When I was a child, I was asked which caste I belonged to. I
was clueless. When I was asked what my Army officer father’s first name was, I said
“Captain” because for as long as I’d known, everyone called him Captain XYZ. When
I was later quizzed about his rank, I was confused and said, “I don’t know…
must be first or second… he’s quite intelligent.” I was 5 or 6 years old, and
that was just the start of an upbringing that didn’t strictly enforce adherence
to social convention.
When I was growing up, I didn’t dream of a perfect wedding
or of a Prince Charming who would meet, fall helplessly in love and ride off
with me into a sunset. I certainly didn’t think about having kids or raising a
family. I was in fact too busy dreaming of being a truckdriver or a rockstar.

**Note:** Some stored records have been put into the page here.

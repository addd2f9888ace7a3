use crate::error::AppError;
use serde::{Deserialize, Serialize};

/// Strapi's response wrapper: `{ data: <record | records | null>, meta: {...} }`.
///
/// A body without a `data` key deserialises the same as `data: null`.
#[derive(Debug, Clone, PartialEq, Serialize, Deserialize)]
pub struct Envelope<T> {
    #[serde(default = "Option::default")]
    pub data: Option<T>,
    #[serde(default, skip_serializing_if = "Option::is_none")]
    pub meta: Option<Meta>,
}

impl<T> Envelope<T> {
    pub fn new(data: Option<T>) -> Self {
        Self { data, meta: None }
    }

    pub fn has_data(&self) -> bool {
        self.data.is_some()
    }

    pub fn pagination(&self) -> Option<&Pagination> {
        self.meta.as_ref().and_then(|m| m.pagination.as_ref())
    }

    /// Unwraps the payload, failing with [`AppError::MissingData`] when absent.
    pub fn into_required(self, content_type: &str) -> Result<T, AppError> {
        self.data.ok_or_else(|| AppError::MissingData {
            content_type: content_type.to_string(),
        })
    }
}

#[derive(Debug, Clone, PartialEq, Default, Serialize, Deserialize)]
pub struct Meta {
    #[serde(default, skip_serializing_if = "Option::is_none")]
    pub pagination: Option<Pagination>,
}

/// Page-based pagination metadata of a collection response.
#[derive(Debug, Clone, Copy, PartialEq, Eq, Default, Serialize, Deserialize)]
#[serde(rename_all = "camelCase")]
pub struct Pagination {
    pub page: u32,
    pub page_size: u32,
    pub page_count: u32,
    pub total: u64,
}

impl Pagination {
    pub fn is_last_page(&self) -> bool {
        self.page >= self.page_count
    }
}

Even as I hit adolescence, and fell in and out of ‘love’ at an alarming
frequency with boys in my immediate friend circles, I knew that it was just a
phase my brain and my hormones were going through (I was a precocious brat). At
some point in my early 20s, when I finally hit my stride as a sexual being, I
finally noticed the boy-men around me who wanted to get married and settle down
to the job of starting their real lives and were completely thrown when I said
No.
The truth is, while I understood that the marriage proposal
was a very big thing, all I could think was – I don’t know who I am or what I
want… how can I possibly promise myself to another person? (very ‘Runaway Bride’,
as another friend keeps reminding me). And then I spent the next decade trying
to figure those things out.
The thing is, even when I was really young, I knew that
marriage couldn’t possibly just be what two people did when they got to a
certain age, or to have kids. It seemed like too much trouble to go through to maintain
a pre-determined schedule or for something that could technically be achieved
without a signed piece of paper. But watching my parents laugh over grown-up
jokes that I never understood, or cooking a meal together, or arguing about the
merits of a fixed deposit over a bond, I knew it was definitely a special bond
that two people forged because they decided to have fun together forever.

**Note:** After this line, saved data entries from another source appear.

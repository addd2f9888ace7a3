// tests/common/mod.rs
//! Shared helpers: an in-memory transport serving fixture bodies.

#![allow(dead_code)]

use reqwest::StatusCode;
use std::collections::{HashMap, VecDeque};
use std::sync::{Arc, Mutex};
use strapi_blocks::{ApiResponse, AppError, ContentFetcher, StrapiTransport};

pub const GLOBAL: &str = include_str!("../fixtures/api_responses/global.json");
pub const GLOBAL_MISSING: &str = include_str!("../fixtures/api_responses/global_missing.json");
pub const LANDING_PAGE: &str = include_str!("../fixtures/api_responses/landing_page.json");
pub const ARTICLES: &str = include_str!("../fixtures/api_responses/articles.json");
pub const PAGES: &str = include_str!("../fixtures/api_responses/pages.json");
pub const NOT_FOUND: &str = include_str!("../fixtures/api_responses/not_found.json");

/// One recorded GET.
#[derive(Debug, Clone)]
pub struct Request {
    pub route: String,
    pub params: Vec<(String, String)>,
}

impl Request {
    pub fn param(&self, key: &str) -> Option<&str> {
        self.params
            .iter()
            .find(|(k, _)| k == key)
            .map(|(_, v)| v.as_str())
    }
}

/// Serves queued responses per route and records every request.
///
/// The last queued response for a route is repeated; unknown routes get
/// Strapi's 404 body.
#[derive(Default)]
pub struct MockTransport {
    responses: Mutex<HashMap<String, VecDeque<(StatusCode, String)>>>,
    requests: Mutex<Vec<Request>>,
}

impl MockTransport {
    pub fn new() -> Self {
        Self::default()
    }

    pub fn respond(self, route: &str, status: StatusCode, body: impl Into<String>) -> Self {
        self.responses
            .lock()
            .unwrap()
            .entry(route.to_string())
            .or_default()
            .push_back((status, body.into()));
        self
    }

    pub fn ok(self, route: &str, body: impl Into<String>) -> Self {
        self.respond(route, StatusCode::OK, body)
    }

    pub fn requests(&self) -> Vec<Request> {
        self.requests.lock().unwrap().clone()
    }
}

#[async_trait::async_trait]
impl StrapiTransport for MockTransport {
    async fn get(
        &self,
        route: &str,
        params: &[(String, String)],
    ) -> Result<ApiResponse<String>, AppError> {
        self.requests.lock().unwrap().push(Request {
            route: route.to_string(),
            params: params.to_vec(),
        });

        let mut responses = self.responses.lock().unwrap();
        let (status, data) = match responses.get_mut(route) {
            Some(queue) if queue.len() > 1 => queue.pop_front().unwrap(),
            Some(queue) if !queue.is_empty() => queue.front().cloned().unwrap(),
            _ => (StatusCode::NOT_FOUND, NOT_FOUND.to_string()),
        };

        Ok(ApiResponse {
            data,
            status,
            url: format!("http://localhost:1337/api/{}", route),
        })
    }
}

/// A fetcher over the mock, plus a handle for inspecting requests.
pub fn fetcher(transport: MockTransport) -> (ContentFetcher, Arc<MockTransport>) {
    let transport = Arc::new(transport);
    (ContentFetcher::new(transport.clone()), transport)
}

Forever. That is important. Because families aren’t created or
destroyed on paper with signatures, families (and this includes friends and
soulmates – and the right person will understand that) are created with trust
that you always have their back and that nothing will change that. The fulfillment
of this promise doesn’t need a perfect person, just your kind of person. And finding that person takes a serious amount
of looking. As a result, marriage wasn’t that high on the agenda as finding
that very special kind of person whom you can laugh and cook and have fun with
forever. In other words, Marriage was about being with someone with whom the
quantum of joy created for everyone is way higher than the amount of misery
tolerated.
My
last post inspired a lot of disbelief – from friends and
strangers alike. Mostly, the outrage was directed at the vague notion of me ‘giving
up’ Plan A - as they understood it – a monogamous, marital relationship
governed by established standards of fidelity and security. Often, the solution offered was to just suck
it up, find ‘someone suitable’ and ‘take the plunge’, and not set unrealistic
standards or be a coward about ‘losing control’.
The truth is, I don’t want just anyone ‘suitable’ with whom
I ‘take the plunge’ and hope for the best. Over the last decade, after having worked
through the yo-yo of crushing heartbreak and soaring ecstasy, I’ve come to
terms with the fact that I don’t ‘need’ a relationship, that I don’t ‘need’

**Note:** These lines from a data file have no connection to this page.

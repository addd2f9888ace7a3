//! Type layer: the shapes of content fetched from Strapi.
//!
//! Types mirror the populate trees in [`crate::populate`]; every relational
//! field declared here must be requested there. The audit in
//! [`crate::populate::audit`] checks that pairing through [`RelationShape`].

mod block;
pub mod blocks;
pub mod common;
mod envelope;
pub mod records;
pub mod shape;

pub use block::{Block, ComponentType};
pub use blocks::*;
pub use common::{BlockMeta, Card, Image, Link, LinkType, Logo, RecordMeta};
pub use envelope::{Envelope, Meta, Pagination};
pub use records::*;
pub use shape::{RelationShape, Shape};
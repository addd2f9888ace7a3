use thiserror::Error;

mod domain_types;
mod ids;

pub use domain_types::*;
pub use ids::*;

#[derive(Error, Debug, Clone, PartialEq)]
pub enum ValidationError {
    #[error("Invalid document ID: {0}")]
    InvalidDocumentId(String),

    #[error("Invalid URL: {url} - {reason}")]
    InvalidUrl { url: String, reason: String },

    #[error("Empty required field: {0}")]
    EmptyField(&'static str),

    #[error("Invalid content type name: {name} - {reason}")]
    InvalidContentType { name: String, reason: String },

    #[error("Unknown component: {0}")]
    UnknownComponent(String),
}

someone to look after me, and I definitely don’t need to be needed.
But I do ‘want’ a relationship with someone I’m convinced I
can be joyous with for as much of forever as possible. In today’s day and age
of easy procreation options, the de-stigmatization of singlehood or alternate
relationship paradigms, I think that that joy is the only reason to attempt the
long haul with that special someone.
(Maybe it'll all still go to shit, but at least the start point was conviction, not a "why not?" moment of apathy.)
In the absence of that conviction, there’s Plan B.